I spent some time yesterday reading the man page, which I haven't done
in years, and also the notes at the beginning of the SCons API
documentation to better understand your perspective on the public
SCons interface. What's clear to me is that my build systems extend
SCons with many custom Builders and Tools to encapsulate reusable
build components. My role as a tool and builder author involves
understanding and calling SCons API functions.

When I wrote my initial post, I thought that the caching/memoization
feature of SCons was part of an infrastructure layer that lived below
the SCons API and that in my role as a tool author I should not need
to be aware that SCons was performing this optimization internally.
Unfortunately, I'm no longer convinced that this is correct or
possible. My EnsureMaxSize action only needed to call
target[0].get_size() once, and I expected to see an up-to-date result
based on the previous actions performed by the current builder. There
are cases where an action author might need to call
target[0].get_size() more than once, or worse, two separate Node API
calls that share a single memoized function in their call graphs.

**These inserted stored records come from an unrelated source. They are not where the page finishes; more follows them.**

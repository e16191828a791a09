//! Display-agnostic draw list emitted by the view renderers.
//!
//! A [`Scene`] is a flat list of colored primitives in viewport coordinates
//! (y growing downward, like the source datasets assume). Renderers assign
//! each primitive a paint depth; [`Scene::sort_by_depth`] produces painter's
//! order (largest depth first) with a stable sort so primitives pushed at
//! the same depth keep their insertion order. The TUI rasterizes the list;
//! tests inspect it directly.

// ---------------------------------------------------------------------------
// Color
// ---------------------------------------------------------------------------

/// RGB color with a [0, 1] opacity.
#[derive(Debug, Clone, Copy, PartialEq)]
pub struct Rgba {
    pub r: u8,
    pub g: u8,
    pub b: u8,
    pub alpha: f64,
}

/// Fallback for unparseable hex strings (a neutral slate gray).
pub const FALLBACK_GRAY: Rgba = Rgba::new(0x94, 0xa3, 0xb8);

impl Rgba {
    pub const fn new(r: u8, g: u8, b: u8) -> Self {
        Self { r, g, b, alpha: 1.0 }
    }

    /// Parse `#rgb` or `#rrggbb`. Bad input yields [`FALLBACK_GRAY`] so a
    /// hand-edited dataset with a typo'd color still renders.
    pub fn from_hex(hex: &str) -> Self {
        let digits = hex.strip_prefix('#').unwrap_or(hex);
        let full = match digits.len() {
            3 => {
                let mut s = String::with_capacity(6);
                for c in digits.chars() {
                    s.push(c);
                    s.push(c);
                }
                s
            }
            6 => digits.to_string(),
            _ => return FALLBACK_GRAY,
        };
        let parse = |range: std::ops::Range<usize>| u8::from_str_radix(&full[range], 16);
        match (parse(0..2), parse(2..4), parse(4..6)) {
            (Ok(r), Ok(g), Ok(b)) => Self::new(r, g, b),
            _ => FALLBACK_GRAY,
        }
    }

    pub fn faded(self, alpha: f64) -> Self {
        Self {
            alpha: alpha.clamp(0.0, 1.0),
            ..self
        }
    }

    /// Scale toward black; `factor` 1.0 is unchanged, 0.0 is black.
    pub fn darken(self, factor: f64) -> Self {
        let f = factor.clamp(0.0, 1.0);
        Self {
            r: (self.r as f64 * f) as u8,
            g: (self.g as f64 * f) as u8,
            b: (self.b as f64 * f) as u8,
            alpha: self.alpha,
        }
    }

    /// Blend toward white; `factor` 0.0 is unchanged, 1.0 is white.
    pub fn lighten(self, factor: f64) -> Self {
        let f = factor.clamp(0.0, 1.0);
        let lift = |c: u8| (c as f64 + (255.0 - c as f64) * f) as u8;
        Self {
            r: lift(self.r),
            g: lift(self.g),
            b: lift(self.b),
            alpha: self.alpha,
        }
    }
}

// ---------------------------------------------------------------------------
// Primitives
// ---------------------------------------------------------------------------

#[derive(Debug, Clone, PartialEq)]
pub enum Shape {
    /// Open stroked path.
    Polyline(Vec<(f64, f64)>),
    /// Closed path; `filled` on the primitive decides fill vs outline.
    Polygon(Vec<(f64, f64)>),
    Circle { cx: f64, cy: f64, r: f64 },
    Text { x: f64, y: f64, text: String },
}

#[derive(Debug, Clone, PartialEq)]
pub struct Primitive {
    pub shape: Shape,
    pub color: Rgba,
    /// Paint depth; larger is farther and painted earlier.
    pub depth: f64,
    pub width: f64,
    pub dashed: bool,
    pub filled: bool,
}

impl Primitive {
    fn new(shape: Shape, color: Rgba) -> Self {
        Self {
            shape,
            color,
            depth: 0.0,
            width: 1.0,
            dashed: false,
            filled: false,
        }
    }

    pub fn polyline(points: Vec<(f64, f64)>, color: Rgba) -> Self {
        Self::new(Shape::Polyline(points), color)
    }

    pub fn polygon(points: Vec<(f64, f64)>, color: Rgba) -> Self {
        Self::new(Shape::Polygon(points), color)
    }

    pub fn circle(cx: f64, cy: f64, r: f64, color: Rgba) -> Self {
        Self::new(Shape::Circle { cx, cy, r }, color)
    }

    pub fn text(x: f64, y: f64, text: impl Into<String>, color: Rgba) -> Self {
        Self::new(
            Shape::Text {
                x,
                y,
                text: text.into(),
            },
            color,
        )
    }

    pub fn at_depth(mut self, depth: f64) -> Self {
        self.depth = depth;
        self
    }

    pub fn with_width(mut self, width: f64) -> Self {
        self.width = width;
        self
    }

    pub fn dashed(mut self) -> Self {
        self.dashed = true;
        self
    }

    pub fn filled(mut self) -> Self {
        self.filled = true;
        self
    }
}

// ---------------------------------------------------------------------------
// Scene
// ---------------------------------------------------------------------------

#[derive(Debug, Clone, Default)]
pub struct Scene {
    pub width: f64,
    pub height: f64,
    primitives: Vec<Primitive>,
}

impl Scene {
    pub fn new(width: f64, height: f64) -> Self {
        Self {
            width,
            height,
            primitives: Vec::new(),
        }
    }

    pub fn push(&mut self, primitive: Primitive) {
        self.primitives.push(primitive);
    }

    pub fn primitives(&self) -> &[Primitive] {
        &self.primitives
    }

    pub fn len(&self) -> usize {
        self.primitives.len()
    }

    pub fn is_empty(&self) -> bool {
        self.primitives.is_empty()
    }

    /// Painter's order: farthest (largest depth) first, stable within equal
    /// depths.
    pub fn sort_by_depth(&mut self) {
        self.primitives
            .sort_by(|a, b| b.depth.total_cmp(&a.depth));
    }

    /// Fold another scene in as an inset: points scaled and offset, depths
    /// shifted by `depth_bias` so whole scenes layer over each other.
    pub fn absorb(&mut self, other: Scene, scale: f64, offset: (f64, f64), depth_bias: f64) {
        for mut prim in other.primitives {
            let map = |(x, y): (f64, f64)| (x * scale + offset.0, y * scale + offset.1);
            prim.shape = match prim.shape {
                Shape::Polyline(pts) => Shape::Polyline(pts.into_iter().map(map).collect()),
                Shape::Polygon(pts) => Shape::Polygon(pts.into_iter().map(map).collect()),
                Shape::Circle { cx, cy, r } => {
                    let (cx, cy) = map((cx, cy));
                    Shape::Circle { cx, cy, r: r * scale }
                }
                Shape::Text { x, y, text } => {
                    let (x, y) = map((x, y));
                    Shape::Text { x, y, text }
                }
            };
            prim.depth += depth_bias;
            self.primitives.push(prim);
        }
    }
}

#[cfg(test)]
mod tests {
    use super::*;

    #[test]
    fn test_hex_parse_six_digits() {
        let c = Rgba::from_hex("#22d3ee");
        assert_eq!((c.r, c.g, c.b), (0x22, 0xd3, 0xee));
        assert_eq!(c.alpha, 1.0);
    }

    #[test]
    fn test_hex_parse_three_digits_expands() {
        let c = Rgba::from_hex("#fa0");
        assert_eq!((c.r, c.g, c.b), (0xff, 0xaa, 0x00));
    }

    #[test]
    fn test_hex_parse_bad_input_falls_back_to_gray() {
        assert_eq!(Rgba::from_hex("not-a-color"), FALLBACK_GRAY);
        assert_eq!(Rgba::from_hex("#12"), FALLBACK_GRAY);
        assert_eq!(Rgba::from_hex("#zzzzzz"), FALLBACK_GRAY);
    }

    #[test]
    fn test_sort_by_depth_is_back_to_front_and_stable() {
        let mut scene = Scene::new(100.0, 100.0);
        let red = Rgba::new(255, 0, 0);
        scene.push(Primitive::circle(0.0, 0.0, 1.0, red).at_depth(1.0));
        scene.push(Primitive::text(0.0, 0.0, "first-at-5", red).at_depth(5.0));
        scene.push(Primitive::text(0.0, 0.0, "second-at-5", red).at_depth(5.0));
        scene.push(Primitive::circle(0.0, 0.0, 2.0, red).at_depth(9.0));
        scene.sort_by_depth();

        let depths: Vec<f64> = scene.primitives().iter().map(|p| p.depth).collect();
        assert_eq!(depths, vec![9.0, 5.0, 5.0, 1.0]);
        // Stable: equal-depth texts keep insertion order.
        match (&scene.primitives()[1].shape, &scene.primitives()[2].shape) {
            (Shape::Text { text: a, .. }, Shape::Text { text: b, .. }) => {
                assert_eq!(a, "first-at-5");
                assert_eq!(b, "second-at-5");
            }
            other => panic!("unexpected shapes {other:?}"),
        }
    }

    #[test]
    fn test_absorb_scales_and_offsets_inset() {
        let mut inset = Scene::new(600.0, 600.0);
        inset.push(Primitive::circle(300.0, 300.0, 100.0, FALLBACK_GRAY).at_depth(2.0));
        let mut base = Scene::new(1200.0, 900.0);
        base.absorb(inset, 0.5, (10.0, 20.0), 1000.0);

        match base.primitives()[0].shape {
            Shape::Circle { cx, cy, r } => {
                assert_eq!((cx, cy), (160.0, 170.0));
                assert_eq!(r, 50.0);
            }
            ref other => panic!("unexpected shape {other:?}"),
        }
        assert_eq!(base.primitives()[0].depth, 1002.0);
    }

    #[test]
    fn test_darken_and_lighten_bounds() {
        let c = Rgba::new(100, 200, 50);
        let dark = c.darken(0.5);
        assert_eq!((dark.r, dark.g, dark.b), (50, 100, 25));
        let light = c.lighten(1.0);
        assert_eq!((light.r, light.g, light.b), (255, 255, 255));
    }
}
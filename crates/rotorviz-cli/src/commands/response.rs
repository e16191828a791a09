//! `rotorviz response`: print the unbalance response sweep.

use rotorviz_core::response::{self, ResponseSweep};

pub struct ResponseCommandConfig<'a> {
    pub data_path: Option<&'a str>,
    pub machine: &'a str,
    pub grid: &'a str,
    pub format: &'a str,
}

pub fn run(cfg: ResponseCommandConfig<'_>) {
    let data = super::load_data(cfg.data_path);
    let operating_rpm = super::resolve_operating_rpm(cfg.machine, cfg.grid);
    let sweep = response::sweep(&data.modes, operating_rpm);

    match cfg.format {
        "csv" => print_csv(&sweep),
        _ => print_table(&sweep),
    }
}

fn print_csv(sweep: &ResponseSweep) {
    println!("rpm,amplitude,in_exclusion_zone");
    for point in &sweep.points {
        let excluded = sweep
            .exclusion_zones
            .iter()
            .any(|zone| zone.contains(point.rpm));
        println!("{:.1},{:.6},{}", point.rpm, point.amplitude, excluded);
    }
}

/// Decimated table with a bar per row; every critical speed gets its own
/// row so no resonance peak falls between samples.
fn print_table(sweep: &ResponseSweep) {
    println!(
        "Unbalance response, 0 to {:.0} RPM (operating speed {:.0}):\n",
        sweep.max_rpm, sweep.operating_rpm
    );

    let max_amplitude = sweep
        .points
        .iter()
        .map(|p| p.amplitude)
        .fold(0.0_f64, f64::max)
        .max(1e-9);

    for point in sweep.points.iter().step_by(10) {
        let bar_len = (point.amplitude / max_amplitude * 40.0).round() as usize;
        let excluded = sweep
            .exclusion_zones
            .iter()
            .any(|zone| zone.contains(point.rpm));
        println!(
            "{:>7.0} {:>9.3}  {}{}",
            point.rpm,
            point.amplitude,
            "#".repeat(bar_len),
            if excluded { " !" } else { "" }
        );
    }

    println!("\n{}", "=".repeat(60));
    println!("Critical speeds (AF at resonance):");
    for &rpm in &sweep.critical_speeds {
        let amplitude = sweep
            .points
            .iter()
            .min_by(|a, b| {
                (a.rpm - rpm).abs().total_cmp(&(b.rpm - rpm).abs())
            })
            .map(|p| p.amplitude)
            .unwrap_or(0.0);
        let excluded = sweep.exclusion_zones.iter().any(|zone| zone.contains(rpm));
        println!(
            "  {:>7.0} RPM  {:>8.3}{}",
            rpm,
            amplitude,
            if excluded { "  ! inside exclusion zone" } else { "" }
        );
    }
    let [primary, harmonic] = sweep.exclusion_zones;
    println!(
        "Exclusion zones: {:.0}-{:.0} and {:.0}-{:.0} RPM",
        primary.low, primary.high, harmonic.low, harmonic.high
    );
}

Consider this superficial example that prints console messages while
expanding a file to 64K.

-- ActionFunction
def expand_file(target, source, env):
    tgt = target[0].abspath
    print('Before: ', os.path.getsize(tgt))
    print('Before (scons): ', target[0].get_size())
    os.truncate(tgt, 64*1024)
    print('New size:', os.path.getsize(tgt))
    print('New size (scons):', target[0].get_size())
---

--- Build Output
gcc -o test.o -c test.c
expand_file(["test.o"], ["test.c"])
Before:  800
Before (scons):  800
New size: 65536
New size (scons): 800
---

The only way this ActionFunction can get correct information from
Node.FS.get_size() is to have a Node.invalidate() method that allows
the author to clear a target's cached values. Every API function that
memoizes its return value needs to be marked in the documentation, so
that we know to invalidate the Node any time we modify the file on
disk. The Action executor would use the same API on targets and side
effects either before or after running an Action.